To achieve the intended purpose of the MHPQ, further study will next identify its factor structure and determine the extent to which it captures the domains of the Multidimensional Health Perceptions Model. Through factor analysis, we can identify subscales to comprehensively characterize individuals’ most salient health perceptions. Once unidimensional subscales are established, further psychometric analysis, such as Rasch Analysis and Differential Item Functioning, could be conducted to evaluate scale properties and potential item-level biases based on personal factors such as ethnicity, gender, or age. Subscale scores could be used to establish unique health perceptions profiles (i.e., patterns of health perceptions) that could inform multilevel interventions, including interventions for individuals, care partners, and families, interventions for healthcare providers and care teams, and interventions directed at higher system levels (e.g., service delivery, policy) within specific institutions.
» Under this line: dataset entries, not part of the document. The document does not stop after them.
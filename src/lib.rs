mod backend;
mod completion;
mod config;
mod error;
mod loader;
mod model;
mod resolver;
mod stream;
mod types;

#[doc(hidden)]
pub mod test_support;

pub use backend::{ModelBackend, TokenHook, TokenSink};
pub use completion::{create_completion, create_completion_with_hook};
pub use config::{
    CompletionOptions, GenerationConfig, LIBRARY_PATH_SEPARATOR, LoadModelOptions,
    default_libraries_path, default_models_dir,
};
pub use error::{EmberError, Result};
pub use loader::{BackendLoader, LoadSpec, MODEL_FILE_SUFFIX, load_model};
pub use model::{EmbeddingModel, InferenceModel, Model, create_embedding};
pub use resolver::{HttpResolver, ModelDescriptor, ModelResolver, ResolvedModel};
pub use stream::{
    ChunkStream, CompletionGenerator, CompletionStream, ResponseHandle,
    create_completion_generator, create_completion_generator_with_hook, create_completion_stream,
    create_completion_stream_with_hook,
};
pub use types::{CompletionResponse, Message, ModelType, Role, TokenEvent, Usage};
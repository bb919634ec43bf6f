use std::sync::Arc;

use crate::Result;
use crate::backend::{ModelBackend, TokenHook};
use crate::config::CompletionOptions;
use crate::stream::{CompletionGenerator, CompletionStream};
use crate::types::CompletionResponse;
use crate::{completion, stream};

/// A loaded model, wrapped according to its configured type.
pub enum Model {
    Inference(InferenceModel),
    Embedding(EmbeddingModel),
}

impl Model {
    pub fn model_name(&self) -> &str {
        match self {
            Model::Inference(model) => model.model_name(),
            Model::Embedding(model) => model.model_name(),
        }
    }
}

/// Text-generation surface over one native model handle.
#[derive(Clone)]
pub struct InferenceModel {
    backend: Arc<dyn ModelBackend>,
}

impl InferenceModel {
    pub fn new(backend: Arc<dyn ModelBackend>) -> Self {
        Self { backend }
    }

    pub fn model_name(&self) -> &str {
        self.backend.model_name()
    }

    pub async fn create_completion(
        &self,
        message: &str,
        options: &CompletionOptions,
    ) -> Result<CompletionResponse> {
        completion::create_completion(self.backend.as_ref(), message, options).await
    }

    pub async fn create_completion_with_hook(
        &self,
        message: &str,
        options: &CompletionOptions,
        hook: TokenHook,
    ) -> Result<CompletionResponse> {
        completion::create_completion_with_hook(self.backend.as_ref(), message, options, hook).await
    }

    pub fn create_completion_stream(
        &self,
        message: impl Into<String>,
        options: &CompletionOptions,
    ) -> CompletionStream {
        stream::create_completion_stream(self.backend.clone(), message, options)
    }

    pub fn create_completion_stream_with_hook(
        &self,
        message: impl Into<String>,
        options: &CompletionOptions,
        hook: TokenHook,
    ) -> CompletionStream {
        stream::create_completion_stream_with_hook(self.backend.clone(), message, options, hook)
    }

    pub fn create_completion_generator(
        &self,
        message: impl Into<String>,
        options: &CompletionOptions,
    ) -> CompletionGenerator {
        stream::create_completion_generator(self.backend.clone(), message, options)
    }
}

/// Embedding surface over one native model handle.
#[derive(Clone)]
pub struct EmbeddingModel {
    backend: Arc<dyn ModelBackend>,
}

impl EmbeddingModel {
    pub fn new(backend: Arc<dyn ModelBackend>) -> Self {
        Self { backend }
    }

    pub fn model_name(&self) -> &str {
        self.backend.model_name()
    }

    pub async fn embed(&self, text: &str) -> Result<Vec<f32>> {
        self.backend.embed(text).await
    }
}

/// Direct passthrough to the model's embedding capability.
pub async fn create_embedding(model: &EmbeddingModel, text: &str) -> Result<Vec<f32>> {
    model.embed(text).await
}
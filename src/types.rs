use std::fmt;
use std::str::FromStr;

use serde::{Deserialize, Serialize};

use crate::{EmberError, Result};

#[derive(Debug, Clone, Copy, PartialEq, Eq, Serialize, Deserialize)]
#[serde(rename_all = "snake_case")]
pub enum Role {
    System,
    User,
    Assistant,
}

#[derive(Debug, Clone, PartialEq, Eq, Serialize, Deserialize)]
pub struct Message {
    pub role: Role,
    pub content: String,
}

impl Message {
    pub fn assistant(content: impl Into<String>) -> Self {
        Self {
            role: Role::Assistant,
            content: content.into(),
        }
    }
}

#[derive(Debug, Clone, Copy, PartialEq, Eq, Serialize, Deserialize, Default)]
pub struct Usage {
    pub prompt_tokens: u64,
    pub completion_tokens: u64,
    pub total_tokens: u64,
}

impl Usage {
    /// `total_tokens` is derived here; it is never stored independently.
    pub fn new(prompt_tokens: u64, completion_tokens: u64) -> Self {
        Self {
            prompt_tokens,
            completion_tokens,
            total_tokens: prompt_tokens.saturating_add(completion_tokens),
        }
    }
}

/// Final shape of one completed generation request.
#[derive(Debug, Clone, PartialEq, Serialize, Deserialize)]
pub struct CompletionResponse {
    /// Name of the model that produced the response.
    pub model: String,
    pub usage: Usage,
    pub message: Message,
}

/// One generated unit, passed by reference to token hooks. Not persisted.
#[derive(Debug, Clone, PartialEq, Eq)]
pub struct TokenEvent {
    /// Backend-assigned token identifier.
    pub id: u32,
    /// Text of this unit alone.
    pub text: String,
    /// Full text accumulated so far, this unit included.
    pub accumulated: String,
}

#[derive(Debug, Clone, Copy, PartialEq, Eq, Serialize, Deserialize, Default)]
#[serde(rename_all = "snake_case")]
pub enum ModelType {
    #[default]
    Inference,
    Embedding,
}

impl ModelType {
    pub fn as_str(self) -> &'static str {
        match self {
            ModelType::Inference => "inference",
            ModelType::Embedding => "embedding",
        }
    }
}

impl fmt::Display for ModelType {
    fn fmt(&self, f: &mut fmt::Formatter<'_>) -> fmt::Result {
        f.write_str(self.as_str())
    }
}

impl FromStr for ModelType {
    type Err = EmberError;

    fn from_str(s: &str) -> Result<Self> {
        match s.trim() {
            "inference" => Ok(ModelType::Inference),
            "embedding" => Ok(ModelType::Embedding),
            other => Err(EmberError::InvalidModelType(other.to_string())),
        }
    }
}

#[cfg(test)]
mod tests {
    use super::*;

    #[test]
    fn usage_total_is_sum_of_parts() {
        let usage = Usage::new(12, 30);
        assert_eq!(usage.total_tokens, 42);

        let saturated = Usage::new(u64::MAX, 1);
        assert_eq!(saturated.total_tokens, u64::MAX);
    }

    #[test]
    fn model_type_parses_known_values() -> Result<()> {
        assert_eq!("inference".parse::<ModelType>()?, ModelType::Inference);
        assert_eq!(" embedding ".parse::<ModelType>()?, ModelType::Embedding);
        Ok(())
    }

    #[test]
    fn model_type_rejects_unknown_values() {
        let err = "chat".parse::<ModelType>().expect_err("should reject");
        match err {
            EmberError::InvalidModelType(value) => assert_eq!(value, "chat"),
            other => panic!("unexpected error: {other:?}"),
        }
    }

    #[test]
    fn completion_response_serializes_round_trip() -> Result<()> {
        let response = CompletionResponse {
            model: "test-model.gguf".to_string(),
            usage: Usage::new(5, 3),
            message: Message::assistant("hello"),
        };

        let raw = serde_json::to_value(&response)?;
        assert_eq!(raw["message"]["role"], "assistant");
        let parsed: CompletionResponse = serde_json::from_value(raw)?;
        assert_eq!(parsed, response);
        Ok(())
    }
}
Effectiveness of implementing the MHPQ in clinical practice to improve patient-provider communication and health outcomes would need to be tested in future pragmatic implementation trials.

Limitations

While we employed a rigorous patient-centered outcomes approach, there are limitations to consider. Although our expert panel consisted of native English and Spanish speakers from diverse cultural backgrounds, the variability of the Spanish language across cultures and contexts makes it challenging to create a universal Spanish translation. Additionally, due to staff availability and time constraints, the expert panel consisted of English and Spanish speakers only, so we were unable to translate to other common languages in the U.S. like Chinese, French, Tagalog, Arabic, or numerous others [49]. Similar approaches to language translation and validation of the MHPQ are needed to ensure its cultural relevance to individuals who speak these other languages. After revision, the MHPQ indicates a SMOG reading level of 6th grade in English and 8th grade in Spanish. While the average American reads at the 8th grade level [50], this does not account for the variability of individual health literacy levels, and some individuals have lower literacy levels than average. Therefore, the MHPQ may still be at too high of a reading level for some individuals and therefore may not accurately capture their health perceptions. While we included persons with lived experience through cognitive interviews, and our expert panel included diverse individuals with regard to age, race, ethnicity, health conditions, and experience as informal care partners, we did not specifically have representation of ‘experts by experience’ in our expert panel. Additionally, although shortened from the initial 104 items, the current 91-item questionnaire may still be too extensive for use in some clinical situations. However, one purpose of the planned factor analysis is to reduce items so that the MHPQ has greater clinical utility. Further research is needed to assess the feasibility of using the MHPQ in “real-world” settings.

Conclusions

We developed the Multidimensional Health Perceptions Questionnaire to measure the complex nature of health perceptions using a single measure. Included items capture the following components illustrated in the Multidimensional Health Perceptions Model: (a) expected discrimination in healthcare systems, (b) confidence and trust in healthcare providers and medicine, (c) beliefs about causes and consequences of health conditions, (d) role of religion/spirituality in health, (e) health literacy, (f) benefits and barriers to doing something for your health, and (g) ability to accomplish health-related goals and control circumstances. The MHPQ could be used to: (1) identify health perceptions salient to specific individuals, (2) improve treatment uptake, efficacy, and maintenance, and (3) promote patient-centered and culturally competent care.